§ Exercise directions:
All that should be output is the block of lines below from the line with "return Ok(Term::Bool(true));" to the line with "let value = arg(op, args, 0)?;", both included, exactly as written.

[[ Data excerpts open ]]

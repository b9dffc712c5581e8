use crate::catalog::Op;
use crate::error::Stuck;
use crate::term::Term;
use crate::types::belongs_to;

use super::{arg, boolean, no_rule, sequence, stuck};

pub(super) fn apply(op: Op, args: &[Term]) -> Result<Term, Stuck> {
    match op {
        Op::Not => Ok(Term::Bool(!boolean(op, arg(op, args, 0)?)?)),
        Op::And => {
            for operand in sequence(op, args, 0)? {
                if !boolean(op, operand)? {
                    return Ok(Term::Bool(false));
                }
            }
            Ok(Term::Bool(true))
        }
        Op::Or => {
            for operand in sequence(op, args, 0)? {
                if boolean(op, operand)? {
                    return Ok(Term::Bool(true));
                }
            }
            Ok(Term::Bool(false))
        }
        Op::Implies => {
            let (p, q) = pair(op, args)?;
            Ok(Term::Bool(!p || q))
        }
        Op::ExclusiveOr => {
            let (p, q) = pair(op, args)?;
            Ok(Term::Bool(p != q))
        }
        Op::IsEqual => Ok(Term::Bool(arg(op, args, 0)? == arg(op, args, 1)?)),
        Op::IsInType => {
            let value = arg(op, args, 0)?;
            let ty = arg(op, args, 1)?;
            let ty = ty
                .as_type()
                .ok_or_else(|| stuck(op, format!("expected a type, found {ty}")))?;
            Ok(Term::Bool(belongs_to(value, ty)))
        }
        _ => Err(no_rule(op)),
    }
}

fn pair(op: Op, args: &[Term]) -> Result<(bool, bool), Stuck> {
    Ok((
        boolean(op, arg(op, args, 0)?)?,
        boolean(op, arg(op, args, 1)?)?,
    ))
}

#[cfg(test)]
mod tests {
    use super::*;
    use crate::term::Sequence;
    use crate::types::Type;

    fn operands(values: &[Term]) -> Vec<Term> {
        vec![Term::Seq(Sequence::new(values.iter().cloned()))]
    }

    #[test]
    fn test_and_of_nothing_is_true() {
        assert_eq!(apply(Op::And, &operands(&[])), Ok(Term::Bool(true)));
    }

    #[test]
    fn test_and_stops_at_first_false() {
        let args = operands(&[Term::Bool(false), Term::Int(3)]);
        assert_eq!(apply(Op::And, &args), Ok(Term::Bool(false)));
    }

    #[test]
    fn test_or_rejects_non_booleans() {
        let args = operands(&[Term::Int(1)]);
        assert!(apply(Op::Or, &args).is_err());
    }

    #[test]
    fn test_implies_truth_table() {
        let cases = [
            (false, false, true),
            (false, true, true),
            (true, false, false),
            (true, true, true),
        ];
        for (p, q, expected) in cases {
            let result = apply(Op::Implies, &[Term::Bool(p), Term::Bool(q)]);
            assert_eq!(result, Ok(Term::Bool(expected)));
        }
    }

    #[test]
    fn test_is_in_type_needs_a_type() {
        let result = apply(Op::IsInType, &[Term::Int(1), Term::ty(Type::Integers)]);
        assert_eq!(result, Ok(Term::Bool(true)));
        assert!(apply(Op::IsInType, &[Term::Int(1), Term::Int(2)]).is_err());
    }
}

[[ Data excerpts closed ]]

§ Response:
                    return Ok(Term::Bool(true));
                }
            }
            Ok(Term::Bool(false))
        }
        Op::Implies => {
            let (p, q) = pair(op, args)?;
            Ok(Term::Bool(!p || q))
        }
        Op::ExclusiveOr => {
            let (p, q) = pair(op, args)?;
            Ok(Term::Bool(p != q))
        }
        Op::IsEqual => Ok(Term::Bool(arg(op, args, 0)? == arg(op, args, 1)?)),
        Op::IsInType => {
            let value = arg(op, args, 0)?;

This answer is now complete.